Monday, November 19, 2012

Intellectual Property; foreign corporation not doing business in thePhilippines can file an administrative complaint for alleged violationof intellectual property rights

Can a foreign corporation not doing business in the Philippines file an administrative complaint for alleged violation of intellectual property rights?

ANSWER:

YES.  A foreign corporation has the legal capacity to sue for the protection of its trademarks, albeit it is not doing business in the Philippines.  Sec. 160 in relation to Sec. 3 of R.A. 8293, provides:

SEC. 160. “Any foreign national or juridical person who meets the requirements of Sec. 3 of this Act and does not engage in business in the Philippines may bring a civil or administrative action hereunder for opposition, cancellation, infringement, unfair competition, or false designation of origin and false description, whether or not it is licensed to do business in the Philippines under existing laws.”

SEC. 3.  “Any person who is domiciled or has a real and effective industrial establishment in a country which is a party to any convention, treaty or agreement relating to intellectual property rights or the repression of unfair competition, to which the Philippines is also a party, or extends reciprocal rights to nationals of the Philippines by law, shall be entitled to benefits to the extent necessary to give effect to any provision of such convention, treaty or reciprocal law, in addition to the rights to which any owner of an intellectual property right is otherwise entitled by this Act.” (Sehwani, Incorporated and/or Benita’s Frites, Inc., vs. In-N-Out Burger, Inc., G.R. No. 171053, October 15, 2007 [Ynares-Santiago, J.]).

x x x

Stated differently, in the case of Philip Morris, Inc. vs. Fortune Tobacco Corporation, 493 SCRA 333 [2006]), to wit:

“Foreign corporations may not successfully sue on the basis alone of their respective certificates of registration of trademarks, for as a condition to availment of the rights and privileges vis-à-vis their trademarks in this country, they ought to show proof that, on top of Philippine registration, their country grants substantially similar rights and privileges to Filipino citizens pursuant to Section 21-A of R.A. 166 (now Sec. 3, R.A. 8293).

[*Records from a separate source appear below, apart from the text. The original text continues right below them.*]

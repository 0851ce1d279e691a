pub mod admin;
pub mod association;
pub mod auth;
pub mod dashboard;
pub mod financial;
pub mod guard;
pub mod health;
pub mod players;
pub mod receipts;
pub mod reports;

use axum::{
    Router,
    extract::DefaultBodyLimit,
    middleware,
    response::{IntoResponse, Redirect, Response},
    routing::{delete, get, patch, post},
};

use crate::{
    constants::{MAX_RECEIPT_SIZE, Permissions},
    error::{AppError, HtmlError},
    models::Association,
    repository,
    routes::guard::Gate,
    state::AppState,
    utils::url_encode,
};

/// Back to `page` after a form post, with the outcome in the query string.
pub(crate) fn redirect_back(page: &str, outcome: Result<String, AppError>) -> Response {
    match outcome {
        Ok(notice) => Redirect::to(&format!("{page}?notice={}", url_encode(&notice))).into_response(),
        Err(e @ AppError::Internal(_)) => HtmlError(e).into_response(),
        Err(e) => Redirect::to(&format!("{page}?error={}", url_encode(&e.to_string()))).into_response(),
    }
}

/// The association served at the default slug; owns the dues settings.
pub(crate) async fn default_association(state: &AppState) -> Result<Association, AppError> {
    repository::association::fetch_by_slug(&state.db, &state.config.default_slug)
        .await?
        .ok_or_else(|| AppError::NotFound("Associação não encontrada".into()))
}

fn gated(router: Router<AppState>, state: &AppState, required: Permissions) -> Router<AppState> {
    router.route_layer(middleware::from_fn_with_state(
        Gate::new(state.clone(), required),
        guard::require,
    ))
}

pub fn create_routes(state: &AppState) -> Router<AppState> {
    let public = Router::new()
        .route("/", get(association::get_home))
        .route("/health", get(health::health))
        .route("/login", get(auth::get_login).post(auth::post_login))
        .route("/login/{cpf}", get(auth::get_login_with_cpf))
        .route("/logout", post(auth::post_logout))
        .route("/register", get(auth::get_register).post(auth::post_register))
        .route("/auth/error", get(auth::get_auth_error))
        .route("/auth/register", post(auth::api_register_with_slug))
        .route("/api/auth/register", post(auth::api_register))
        .route("/api/auth/login", post(auth::api_login))
        .route("/api/auth/verify-cpf", post(auth::api_verify_cpf))
        .route("/{slug}", get(association::get_by_slug));

    let members = Router::new()
        .route("/dashboard", get(dashboard::get_dashboard))
        .route("/players", get(players::get_players))
        .route("/financial", get(financial::get_financial))
        .route("/reports", get(reports::get_reports))
        .route("/receipts/{file}", get(receipts::get_receipt))
        .route("/api/dashboard", get(dashboard::get_dashboard_json))
        .route("/api/reports/monthly", get(reports::get_monthly_json))
        .route("/api/reports/annual", get(reports::get_annual_json))
        .route("/api/auth/session", get(auth::api_session));

    let roster = Router::new().route(
        "/players/new",
        get(players::get_new_player).post(players::post_new_player),
    );

    let finances = Router::new()
        .route(
            "/financial/transactions",
            post(financial::post_transaction)
                .layer(DefaultBodyLimit::max(MAX_RECEIPT_SIZE + 64 * 1024)),
        )
        .route("/financial/monthlies", post(financial::post_monthly))
        .route(
            "/financial/monthlies/generate",
            post(financial::post_generate_monthlies),
        )
        .route(
            "/financial/monthlies/{id}/status",
            post(financial::post_monthly_status),
        )
        .route("/financial/cards", post(financial::post_card))
        .route("/financial/cards/{id}/pay", post(financial::post_pay_card));

    let access = Router::new()
        .route("/admin", get(admin::get_admin))
        .route("/admin/allowed-users", post(admin::post_allowed_user))
        .route(
            "/admin/allowed-users/{cpf}/delete",
            post(admin::post_delete_allowed_user),
        )
        .route("/admin/users", post(admin::post_user))
        .route("/admin/users/{id}/status", post(admin::post_user_status))
        .route("/admin/monthly-fee", post(admin::post_monthly_fee))
        .route(
            "/api/admin/allowed-users",
            get(admin::api_list_allowed_users).post(admin::api_add_allowed_user),
        )
        .route(
            "/api/admin/allowed-users/{cpf}",
            delete(admin::api_delete_allowed_user),
        )
        .route("/api/admin/users", post(admin::api_create_user))
        .route("/api/admin/users/{id}/status", patch(admin::api_user_status));

    public
        .merge(gated(members, state, Permissions::VIEW))
        .merge(gated(roster, state, Permissions::MANAGE_MEMBERS))
        .merge(gated(finances, state, Permissions::MANAGE_FINANCES))
        .merge(gated(access, state, Permissions::MANAGE_ACCESS))
}

#[cfg(test)]
mod tests {
    use std::sync::Arc;

    use axum::{
        body::{Body, to_bytes},
        http::{Request, StatusCode, header},
    };
    use chrono::Utc;
    use tower::ServiceExt;

    use super::*;
    use crate::{
        config::Config,
        constants::Role,
        infrastructure::{database, datadog},
        models::User,
        usecases::{
            auth::{Accounts, Identifier},
            session::{self, Session},
        },
    };

    const SECRET: &str = "router-test-secret";

    /// Every account is active except the listed ids.
    struct Roster {
        inactive: Vec<u64>,
    }

    #[async_trait::async_trait]
    impl Accounts for Roster {
        async fn find_user(&self, _identifier: &Identifier) -> anyhow::Result<Option<User>> {
            Ok(None)
        }

        async fn player_id(&self, _user_id: u64) -> anyhow::Result<Option<u64>> {
            Ok(None)
        }

        async fn is_active(&self, user_id: u64) -> anyhow::Result<bool> {
            Ok(!self.inactive.contains(&user_id))
        }
    }

    fn test_state(inactive: &[u64]) -> AppState {
        let mut config = Config::default();
        config.session.secret = SECRET.into();

        // never connects: every request below is answered before a query runs
        let db = database::create_lazy_pool(&config.database).unwrap();
        let metrics = datadog::create_metric(&config.datadog).unwrap();
        let storage = storage::Storage::local(config.receipt_path.clone());

        let mut state = AppState::new(Arc::new(config), db, metrics, storage);
        state.accounts = Arc::new(Roster {
            inactive: inactive.to_vec(),
        });

        state
    }

    fn app_with_inactive(inactive: &[u64]) -> Router {
        let state = test_state(inactive);
        create_routes(&state).with_state(state)
    }

    fn app() -> Router {
        app_with_inactive(&[])
    }

    fn cookie_for(role: Role, exp: i64) -> String {
        let claims = Session {
            sub: 10,
            name: "Teste".into(),
            email: "teste@example.com".into(),
            role,
            player_id: None,
            cpf: None,
            exp,
        };

        format!(
            "{}={}",
            crate::constants::SESSION_COOKIE,
            session::sign(&claims, SECRET).unwrap()
        )
    }

    fn valid_cookie(role: Role) -> String {
        cookie_for(role, Utc::now().timestamp() + 3600)
    }

    async fn get(uri: &str, cookie: Option<&str>) -> axum::response::Response {
        let mut req = Request::builder().uri(uri);
        if let Some(cookie) = cookie {
            req = req.header(header::COOKIE, cookie);
        }

        app().oneshot(req.body(Body::empty()).unwrap()).await.unwrap()
    }

    fn location(res: &axum::response::Response) -> &str {
        res.headers()[header::LOCATION].to_str().unwrap()
    }

    async fn json_message(res: axum::response::Response) -> String {
        let body = to_bytes(res.into_body(), usize::MAX).await.unwrap();
        let value: serde_json::Value = serde_json::from_slice(&body).unwrap();

        value["message"].as_str().unwrap_or_default().to_string()
    }

    #[tokio::test]
    async fn anonymous_pages_redirect_to_login() {
        let res = get("/dashboard", None).await;

        assert_eq!(res.status(), StatusCode::SEE_OTHER);
        assert_eq!(location(&res), "/login?callbackUrl=%2Fdashboard");

        let res = get("/admin", None).await;
        assert_eq!(location(&res), "/login?callbackUrl=%2Fadmin");
    }

    #[tokio::test]
    async fn players_are_turned_away_from_committee_pages() {
        let cookie = valid_cookie(Role::Player);

        for uri in ["/admin", "/players/new"] {
            let res = get(uri, Some(&cookie)).await;

            assert_eq!(res.status(), StatusCode::SEE_OTHER, "{uri}");
            assert_eq!(location(&res), "/auth/error?error=AccessDenied", "{uri}");
        }
    }

    #[tokio::test]
    async fn committee_reaches_committee_pages() {
        let res = get("/players/new", Some(&valid_cookie(Role::Committee))).await;

        assert_eq!(res.status(), StatusCode::OK);
    }

    #[tokio::test]
    async fn api_routes_answer_with_status_codes() {
        let res = get("/api/dashboard", None).await;
        assert_eq!(res.status(), StatusCode::UNAUTHORIZED);

        let res = get("/api/admin/allowed-users", Some(&valid_cookie(Role::Player))).await;
        assert_eq!(res.status(), StatusCode::FORBIDDEN);
        assert_eq!(json_message(res).await, "Acesso negado");
    }

    #[tokio::test]
    async fn session_endpoint_echoes_claims() {
        let res = get("/api/auth/session", Some(&valid_cookie(Role::Player))).await;
        assert_eq!(res.status(), StatusCode::OK);

        let body = to_bytes(res.into_body(), usize::MAX).await.unwrap();
        let value: serde_json::Value = serde_json::from_slice(&body).unwrap();
        assert_eq!(value["role"], "jogador");
        assert_eq!(value["sub"], 10);
    }

    #[tokio::test]
    async fn tampered_and_expired_cookies_are_anonymous() {
        let tampered = valid_cookie(Role::Committee).replace('.', ".00");
        let res = get("/dashboard", Some(&tampered)).await;
        assert_eq!(location(&res), "/login?callbackUrl=%2Fdashboard");

        let expired = cookie_for(Role::Committee, Utc::now().timestamp() - 1);
        let res = get("/api/dashboard", Some(&expired)).await;
        assert_eq!(res.status(), StatusCode::UNAUTHORIZED);

        let foreign = format!(
            "{}={}",
            crate::constants::SESSION_COOKIE,
            session::sign(
                &Session {
                    sub: 1,
                    name: "x".into(),
                    email: "x@example.com".into(),
                    role: Role::Committee,
                    player_id: None,
                    cpf: None,
                    exp: Utc::now().timestamp() + 3600,
                },
                "another-secret"
            )
            .unwrap()
        );
        let res = get("/admin", Some(&foreign)).await;
        assert_eq!(location(&res), "/login?callbackUrl=%2Fadmin");
    }

    #[tokio::test]
    async fn deactivated_accounts_are_signed_out() {
        // cookie_for signs claims for user 10
        let cookie = valid_cookie(Role::Committee);
        let request = |uri: &str| {
            Request::builder()
                .uri(uri)
                .header(header::COOKIE, &cookie)
                .body(Body::empty())
                .unwrap()
        };

        let res = app_with_inactive(&[10])
            .oneshot(request("/players/new"))
            .await
            .unwrap();
        assert_eq!(res.status(), StatusCode::SEE_OTHER);
        assert_eq!(location(&res), "/login?callbackUrl=%2Fplayers%2Fnew");
        assert!(
            res.headers()[header::SET_COOKIE]
                .to_str()
                .unwrap()
                .contains("Max-Age=0")
        );

        let res = app_with_inactive(&[10])
            .oneshot(request("/api/admin/allowed-users"))
            .await
            .unwrap();
        assert_eq!(res.status(), StatusCode::UNAUTHORIZED);

        let res = app_with_inactive(&[99])
            .oneshot(request("/players/new"))
            .await
            .unwrap();
        assert_eq!(res.status(), StatusCode::OK);
    }

    #[tokio::test]
    async fn out_of_range_years_are_rejected() {
        let cookie = valid_cookie(Role::Player);

        let res = get("/api/reports/annual?year=2147483647", Some(&cookie)).await;
        assert_eq!(res.status(), StatusCode::BAD_REQUEST);
        assert_eq!(json_message(res).await, "Ano inválido");

        let res = get("/reports?year=2147483647&month=2025-12", Some(&cookie)).await;
        assert_eq!(res.status(), StatusCode::BAD_REQUEST);
    }

    #[tokio::test]
    async fn public_pages_render_without_session() {
        for uri in ["/login", "/register", "/auth/error?error=AccessDenied", "/login/52998224725"] {
            let res = get(uri, None).await;
            assert_eq!(res.status(), StatusCode::OK, "{uri}");
        }
    }

    #[tokio::test]
    async fn signed_in_login_page_forwards_to_callback() {
        let res = get(
            "/login?callbackUrl=%2Ffinancial",
            Some(&valid_cookie(Role::Player)),
        )
        .await;

        assert_eq!(res.status(), StatusCode::SEE_OTHER);
        assert_eq!(location(&res), "/financial");
    }

    #[tokio::test]
    async fn registration_validates_before_touching_the_database() {
        let post = |body: &'static str| {
            Request::builder()
                .method("POST")
                .uri("/api/auth/register")
                .header(header::CONTENT_TYPE, "application/json")
                .body(Body::from(body))
                .unwrap()
        };

        let res = app()
            .oneshot(post(r#"{"name":"Ana","email":"ana@example.com","password":"segredo"}"#))
            .await
            .unwrap();
        assert_eq!(res.status(), StatusCode::BAD_REQUEST);
        assert_eq!(json_message(res).await, "Todos os campos são obrigatórios");

        let res = app()
            .oneshot(post(
                r#"{"name":"Ana","email":"ana@example.com","password":"segredo","cpf":"123.456.789-01"}"#,
            ))
            .await
            .unwrap();
        assert_eq!(res.status(), StatusCode::BAD_REQUEST);
        assert_eq!(json_message(res).await, "CPF inválido");
    }

    #[tokio::test]
    async fn association_registration_requires_a_slug() {
        let res = app()
            .oneshot(
                Request::builder()
                    .method("POST")
                    .uri("/auth/register")
                    .header(header::CONTENT_TYPE, "application/json")
                    .body(Body::from(
                        r#"{"name":"Ana","email":"ana@example.com","password":"segredo","cpf":"52998224725"}"#,
                    ))
                    .unwrap(),
            )
            .await
            .unwrap();

        assert_eq!(res.status(), StatusCode::BAD_REQUEST);
        assert_eq!(json_message(res).await, "Todos os campos são obrigatórios");
    }

    #[tokio::test]
    async fn logout_clears_the_cookie() {
        let res = app()
            .oneshot(
                Request::builder()
                    .method("POST")
                    .uri("/logout")
                    .body(Body::empty())
                    .unwrap(),
            )
            .await
            .unwrap();

        assert_eq!(res.status(), StatusCode::SEE_OTHER);
        assert!(
            res.headers()[header::SET_COOKIE]
                .to_str()
                .unwrap()
                .contains("Max-Age=0")
        );
    }
}
use std::time::Duration;

use crate::{infrastructure::database::DbPoolManager, repository, utils::local_today};

/// Flips open dues past their due date to overdue, forever.
pub async fn sweep_overdue_monthlies(db: DbPoolManager, every: Duration, utc_offset_hours: i32) {
    let mut interval = tokio::time::interval(every);

    loop {
        interval.tick().await;

        let today = local_today(utc_offset_hours);

        match repository::monthly::mark_overdue(&db, today).await {
            Ok(0) => {},
            Ok(n) => tracing::info!("marked {n} monthlies as overdue"),
            Err(e) => tracing::warn!("overdue sweep failed: {e}"),
        }
    }
}
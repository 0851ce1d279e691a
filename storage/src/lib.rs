use std::{path::PathBuf, sync::Arc};

use anyhow::{Result, bail};
use cloudflare_r2_rs::r2::R2Manager;
use tokio::fs;

/// Receipt files attached to ledger entries.
///
/// Files land in R2 when a bucket is configured, otherwise on local disk.
/// Reads fall back to disk so receipts written before R2 was enabled keep
/// being served.
#[derive(Clone)]
pub struct Storage {
    receipt_path: PathBuf,
    r2: Option<Arc<R2Manager>>,
}

impl Storage {
    pub async fn new(
        receipt_path: PathBuf,
        bucket_name: &str,
        cloudflare_kv_uri: &str,
        cloudflare_kv_client_id: &str,
        cloudflare_kv_secret: &str,
    ) -> Self {
        let r2 = if bucket_name != "none" && !bucket_name.is_empty() {
            Some(Arc::new(
                R2Manager::new(
                    bucket_name,
                    cloudflare_kv_uri,
                    cloudflare_kv_client_id,
                    cloudflare_kv_secret,
                )
                .await,
            ))
        } else {
            None
        };

        Self { receipt_path, r2 }
    }

    /// Disk-only storage, used when no bucket is configured.
    pub fn local(receipt_path: PathBuf) -> Self {
        Self {
            receipt_path,
            r2: None,
        }
    }

    fn receipt_file(&self, name_with_ext: &str) -> PathBuf {
        self.receipt_path.join(name_with_ext)
    }

    fn receipt_key(&self, name_with_ext: &str) -> String {
        format!("receipts/{name_with_ext}")
    }

    pub async fn save_receipt(&self, name_with_ext: &str, data: &[u8]) -> Result<()> {
        check_name(name_with_ext)?;

        if let Some(r2) = &self.r2 {
            r2.upload(
                &self.receipt_key(name_with_ext),
                data,
                None,
                Some(content_type(name_with_ext)),
            )
            .await;
        } else {
            fs::create_dir_all(&self.receipt_path).await?;
            fs::write(self.receipt_file(name_with_ext), data).await?;
        }

        Ok(())
    }

    pub async fn load_receipt(&self, name_with_ext: &str) -> Result<Vec<u8>> {
        check_name(name_with_ext)?;

        if let Some(r2) = &self.r2
            && let Some(receipt) = r2.get(&self.receipt_key(name_with_ext)).await
        {
            return Ok(receipt);
        }

        Ok(fs::read(self.receipt_file(name_with_ext)).await?)
    }
}

/// Content type for a stored receipt, derived from its extension.
pub fn content_type(name_with_ext: &str) -> &'static str {
    let lower = name_with_ext.to_lowercase();

    if lower.ends_with(".pdf") {
        "application/pdf"
    } else if lower.ends_with(".jpeg") || lower.ends_with(".jpg") {
        "image/jpeg"
    } else if lower.ends_with(".png") {
        "image/png"
    } else {
        "application/octet-stream"
    }
}

// names come from content hashes; anything else is a path trick
fn check_name(name_with_ext: &str) -> Result<()> {
    let valid = !name_with_ext.is_empty()
        && name_with_ext
            .bytes()
            .all(|b| b.is_ascii_alphanumeric() || b == b'.')
        && !name_with_ext.starts_with('.');

    if !valid {
        bail!("invalid receipt name: {name_with_ext}");
    }

    Ok(())
}
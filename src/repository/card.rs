use anyhow::Result;
use chrono::NaiveDate;

use crate::{
    constants::CardStatus,
    infrastructure::database::DbPoolManager,
    models::{Card, CardListing},
};

const LISTING_QUERY: &str = "select c.id, c.player_id, p.full_name as player_name, c.description,
                                    c.amount_cents, c.date, c.status
                             from cards c
                             inner join players p on p.id = c.player_id";

pub async fn insert(
    db: &DbPoolManager,
    player_id: u64,
    description: &str,
    amount_cents: i64,
    date: NaiveDate,
) -> Result<u64> {
    let id = sqlx::query(
        "insert into cards (player_id, description, amount_cents, date, status)
         values (?, ?, ?, ?, ?)",
    )
    .bind(player_id)
    .bind(description)
    .bind(amount_cents)
    .bind(date)
    .bind(CardStatus::Pending.as_str())
    .execute(db.as_ref())
    .await?
    .last_insert_id();

    Ok(id)
}

/// Returns false when the card does not exist or was already paid.
pub async fn mark_paid(db: &DbPoolManager, id: u64) -> Result<bool> {
    let updated = sqlx::query("update cards set status = ? where id = ? and status = ?")
        .bind(CardStatus::Paid.as_str())
        .bind(id)
        .bind(CardStatus::Pending.as_str())
        .execute(db.as_ref())
        .await?
        .rows_affected();

    Ok(updated > 0)
}

/// `(count, total cents)` of unpaid cards.
pub async fn pending_summary(db: &DbPoolManager) -> Result<(i64, i64)> {
    let summary = sqlx::query_as::<_, (i64, i64)>(
        "select count(*), cast(coalesce(sum(amount_cents), 0) as signed)
         from cards where status = ?",
    )
    .bind(CardStatus::Pending.as_str())
    .fetch_one(db.as_ref())
    .await?;

    Ok(summary)
}

pub async fn fetch_by_player(db: &DbPoolManager, player_id: u64) -> Result<Vec<Card>> {
    let cards = sqlx::query_as::<_, Card>(
        "select id, player_id, description, amount_cents, date, status, created_at, updated_at
         from cards where player_id = ? order by date desc, id desc",
    )
    .bind(player_id)
    .fetch_all(db.as_ref())
    .await?;

    Ok(cards)
}

/// Cards dated in `[from, until)`.
pub async fn fetch_between(
    db: &DbPoolManager,
    from: NaiveDate,
    until: NaiveDate,
) -> Result<Vec<CardListing>> {
    let cards = sqlx::query_as::<_, CardListing>(&format!(
        "{LISTING_QUERY} where c.date >= ? and c.date < ? order by c.date, c.id"
    ))
    .bind(from)
    .bind(until)
    .fetch_all(db.as_ref())
    .await?;

    Ok(cards)
}

pub async fn fetch_recent(db: &DbPoolManager, limit: u32) -> Result<Vec<CardListing>> {
    let cards = sqlx::query_as::<_, CardListing>(&format!(
        "{LISTING_QUERY} order by c.date desc, c.id desc limit ?"
    ))
    .bind(limit)
    .fetch_all(db.as_ref())
    .await?;

    Ok(cards)
}
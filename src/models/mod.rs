pub mod allowed_user;
pub mod association;
pub mod card;
pub mod monthly;
pub mod player;
pub mod slug;
pub mod transaction;
pub mod user;

pub use allowed_user::AllowedUser;
pub use association::{Association, AssociationProfile};
pub use card::{Card, CardListing};
pub use monthly::{Monthly, MonthlyListing};
pub use player::{Player, PlayerListing};
pub use slug::Slug;
pub use transaction::Transaction;
pub use user::User;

Saturday, November 17, 2012

Coroporate Rehabilitation; Requisites for creation of a ManagementCommittee and appointment of a Receiver, Extent of the Powers andFunctions of a Receiver


What are the requisites before a Management Committee can be created and a Receiver are appointed by the Regional Trial Court?

ANSWER:

(a.)         He Must show that the corporate property is in danger of being wasted and destroyed;
(b.)         That the business of the corporation is being diverted from the purpose for which it has been organized;
(c.)         That there is a serious paralyzation of operations all to his detriment.

In the absence of a strong showing of an imminent danger of disposition, loss, wastage, or destruction of assets or other properties of a corporation and paralysis of its business operations, the mere apprehension of future misconduct based upon prior mismanagement will not authorize the appointment of a Management Committee/Receiver. (Sy Chim vs. Siy Hi & Sons, Inc., 480 SCRA 465 [2006]).


 What is the extent of the power and function of a Rehabilitation Receiver?

ANSWER:

            The rehabilitation receiver shall not take over the management and control of the debtor but shall closely oversee and monitor the operations of the debtor during the pendency of the proceedings. x x x

            He shall be considered as an officer of the court.  And shall be primarily tasked to study the best way to rehabilitate the debtor and to ensure that the value of the debtor’s property is reasonably maintained pending the determination of whether or not the debtor should be rehabilitated, as well as implement the rehabilitation plan after its approval. (Section 12, A.M. No. 00-8-10-SC, Rules of Procedure on Corporate Rehabilitation)

Wednesday, November 14, 2012

Negotiable Instruments; Definition, Purpose & Functions

Negotiable Instrument; definition.

A negotiable instrument is a special contract which on its face is signed by the maker or drawer, making an unqualified promise or order to pay on demand or at a fixed or determinable future time, a sum certain in money, to order or bearer, and when it is addressed to a drawee, the latter must be named or otherwise indicated therein with reasonable certainty.

Or simply stated:  It is a special contract which complies with the requirements laid down under Section 1 of the Negotiable Instruments Law.
 
Purpose of the enactment of the Negotiable Instruments Law

            The Negotiable Instruments Law was enacted for the purpose of facilitating, not hindering or hampering transactions in commercial paper.  Thus, the said statute should not be tampered with haphazardly or lightly.  Nor should it be brushed aside in order to meet the necessities in a single case. (Osmeña vs. Citibank, March 23, 2004)
 
Functions of a Negotiable Instrument.

  1. Substitute for money—merchants often do not want to carry cash for fear of loss or theft
  2. Credit device—some forms of negotiable instruments extend credit from one party to another.
  3. Recordkeeping device—these records are used for financial statements, tax returns, and the like.